Entries taken from a collection
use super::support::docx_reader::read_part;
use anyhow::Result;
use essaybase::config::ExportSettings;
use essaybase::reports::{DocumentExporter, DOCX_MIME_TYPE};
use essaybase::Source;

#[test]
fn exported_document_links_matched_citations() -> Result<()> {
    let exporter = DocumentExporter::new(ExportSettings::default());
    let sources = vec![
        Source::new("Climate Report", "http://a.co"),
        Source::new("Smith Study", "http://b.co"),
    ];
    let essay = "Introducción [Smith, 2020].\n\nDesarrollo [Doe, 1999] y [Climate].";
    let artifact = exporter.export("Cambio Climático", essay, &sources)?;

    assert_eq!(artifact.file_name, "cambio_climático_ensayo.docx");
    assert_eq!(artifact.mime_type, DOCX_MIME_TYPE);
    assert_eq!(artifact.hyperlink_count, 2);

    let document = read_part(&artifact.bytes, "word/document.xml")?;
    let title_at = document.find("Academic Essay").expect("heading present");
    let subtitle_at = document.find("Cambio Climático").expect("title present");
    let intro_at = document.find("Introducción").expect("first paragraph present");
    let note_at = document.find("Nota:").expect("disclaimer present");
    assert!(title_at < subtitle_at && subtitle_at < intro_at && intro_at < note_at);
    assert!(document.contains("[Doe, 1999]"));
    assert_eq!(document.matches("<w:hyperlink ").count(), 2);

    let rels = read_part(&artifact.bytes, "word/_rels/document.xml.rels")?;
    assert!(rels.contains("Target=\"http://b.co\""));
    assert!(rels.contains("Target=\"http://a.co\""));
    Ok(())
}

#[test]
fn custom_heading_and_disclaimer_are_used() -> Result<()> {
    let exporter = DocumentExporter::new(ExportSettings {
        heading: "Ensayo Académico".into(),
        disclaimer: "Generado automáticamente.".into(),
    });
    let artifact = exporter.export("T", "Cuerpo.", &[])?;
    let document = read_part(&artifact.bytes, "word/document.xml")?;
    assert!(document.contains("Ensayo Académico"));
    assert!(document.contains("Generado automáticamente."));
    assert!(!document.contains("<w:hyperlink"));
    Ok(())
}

» **GOAL OF THE EXERCISE**
Output the entries verbatim.

» **EXERCISE OUTPUT**
use super::support::docx_reader::read_part;
use anyhow::Result;
use essaybase::config::ExportSettings;
use essaybase::reports::{DocumentExporter, DOCX_MIME_TYPE};
use essaybase::Source;

#[test]
fn exported_document_links_matched_citations() -> Result<()> {
    let exporter = DocumentExporter::new(ExportSettings::default());
    let sources = vec![
        Source::new("Climate Report", "http://a.co"),
        Source::new("Smith Study", "http://b.co"),
    ];
    let essay = "Introducción [Smith, 2020].\n\nDesarrollo [Doe, 1999] y [Climate].";
    let artifact = exporter.export("Cambio Climático", essay, &sources)?;

    assert_eq!(artifact.file_name, "cambio_climático_ensayo.docx");
    assert_eq!(artifact.mime_type, DOCX_MIME_TYPE);
    assert_eq!(artifact.hyperlink_count, 2);

    let document = read_part(&artifact.bytes, "word/document.xml")?;
    let title_at = document.find("Academic Essay").expect("heading present");
    let subtitle_at = document.find("Cambio Climático").expect("title present");
    let intro_at = document.find("Introducción").expect("first paragraph present");
    let note_at = document.find("Nota:").expect("disclaimer present");
    assert!(title_at < subtitle_at && subtitle_at < intro_at && intro_at < note_at);
    assert!(document.contains("[Doe, 1999]"));
    assert_eq!(document.matches("<w:hyperlink ").count(), 2);

    let rels = read_part(&artifact.bytes, "word/_rels/document.xml.rels")?;
    assert!(rels.contains("Target=\"http://b.co\""));
    assert!(rels.contains("Target=\"http://a.co\""));
    Ok(())
}

#[test]
fn custom_heading_and_disclaimer_are_used() -> Result<()> {
    let exporter = DocumentExporter::new(ExportSettings {
        heading: "Ensayo Académico".into(),
        disclaimer: "Generado automáticamente.".into(),
    });
    let artifact = exporter.export("T", "Cuerpo.", &[])?;
    let document = read_part(&artifact.bytes, "word/document.xml")?;
    assert!(document.contains("Ensayo Académico"));
    assert!(document.contains("Generado automáticamente."));
    assert!(!document.contains("<w:hyperlink"));
    Ok(())
}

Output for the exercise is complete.